▶ **PROBLEM**
Output only the lines below from the one containing "pub struct KeyframeOffset" to the one containing "let stop = parse_percentage(&part).ok_or_else(||", exactly as written, both ends kept.

Segment Start: SUPPLIED RECORDS

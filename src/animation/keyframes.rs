//! Keyframe offsets and keyframe sets.

use crate::error::{Result, StyleError};
use serde::ser::{Serialize, Serializer};
use std::cmp::Ordering;
use std::collections::BTreeMap;
use std::fmt;

/// CSS property name -> value for one keyframe step.
pub type KeyframeStep = BTreeMap<String, String>;

/// A named keyframe set: offset -> step.
pub type Keyframe = BTreeMap<KeyframeOffset, KeyframeStep>;

/// A keyframe selector: one or more percentage stops (`"0%"`, `"75%, 100%"`).
///
/// `from` and `to` are normalized to `0%` and `100%`. Ordering follows the
/// first stop numerically so keyframe sets iterate in timeline order.
#[derive(Debug, Clone)]
pub struct KeyframeOffset {
    text: String,
    stops: Vec<f64>,
}

impl KeyframeOffset {
    /// Parse a keyframe selector. Every stop must lie within `[0%, 100%]`.
    pub fn parse(value: &str) -> Result<Self> {
        let mut parts = Vec::new();
        let mut stops = Vec::new();

        for raw in value.split(',') {
            let part = raw.trim().to_ascii_lowercase();
            let (text, stop) = match part.as_str() {
                "from" => ("0%".to_string(), 0.0),
                "to" => ("100%".to_string(), 100.0),
                _ => {
                    let stop = parse_percentage(&part).ok_or_else(|| {
                        StyleError::validation(
                            "",
                            format!(
                                "keyframe offset '{}' must be a percentage between 0% and 100%",
                                value.trim()
                            ),
                        )
                    })?;
                    (part, stop)
                }
            };
            parts.push(text);
            stops.push(stop);
        }

        Ok(Self {
            text: parts.join(", "),
            stops,
        })
    }

    pub fn as_str(&self) -> &str {
        &self.text
    }

    /// Percentages this selector applies to, in written order.
    pub fn stops(&self) -> &[f64] {
        &self.stops
    }

    pub fn includes_start(&self) -> bool {
        self.stops.iter().any(|&s| s == 0.0)
    }

    pub fn includes_end(&self) -> bool {
        self.stops.iter().any(|&s| s == 100.0)
    }

    fn first_stop(&self) -> f64 {
        self.stops.first().copied().unwrap_or(0.0)
    }
}

fn parse_percentage(part: &str) -> Option<f64> {
    let number = part.strip_suffix('%')?;
    if number.is_empty() || !number.chars().all(|c| c.is_ascii_digit() || c == '.') {
        return None;
    }
    let value: f64 = number.parse().ok()?;
    (0.0..=100.0).contains(&value).then_some(value)
}

impl PartialEq for KeyframeOffset {
    fn eq(&self, other: &Self) -> bool {
        self.text == other.text
    }
}

impl Eq for KeyframeOffset {}

impl PartialOrd for KeyframeOffset {
    fn partial_cmp(&self, other: &Self) -> Option<Ordering> {
        Some(self.cmp(other))
    }
}

impl Ord for KeyframeOffset {
    fn cmp(&self, other: &Self) -> Ordering {
        self.first_stop()
            .total_cmp(&other.first_stop())
            .then_with(|| self.text.cmp(&other.text))
    }
}

impl fmt::Display for KeyframeOffset {
    fn fmt(&self, f: &mut fmt::Formatter<'_>) -> fmt::Result {
        f.write_str(&self.text)
    }
}

impl Serialize for KeyframeOffset {
    fn serialize<S: Serializer>(&self, serializer: S) -> std::result::Result<S::Ok, S::Error> {
        serializer.serialize_str(&self.text)
    }
}

/// Whether some step of the set starts the timeline (0%).
pub fn has_start(keyframe: &Keyframe) -> bool {
    keyframe.keys().any(KeyframeOffset::includes_start)
}

/// Whether some step of the set ends the timeline (100%).
pub fn has_end(keyframe: &Keyframe) -> bool {
    keyframe.keys().any(KeyframeOffset::includes_end)
}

Segment End: SUPPLIED RECORDS

▶ **RESULT**
pub struct KeyframeOffset {
    text: String,
    stops: Vec<f64>,
}

impl KeyframeOffset {
    /// Parse a keyframe selector. Every stop must lie within `[0%, 100%]`.
    pub fn parse(value: &str) -> Result<Self> {
        let mut parts = Vec::new();
        let mut stops = Vec::new();

        for raw in value.split(',') {
            let part = raw.trim().to_ascii_lowercase();
            let (text, stop) = match part.as_str() {
                "from" => ("0%".to_string(), 0.0),
                "to" => ("100%".to_string(), 100.0),
                _ => {
                    let stop = parse_percentage(&part).ok_or_else(|| {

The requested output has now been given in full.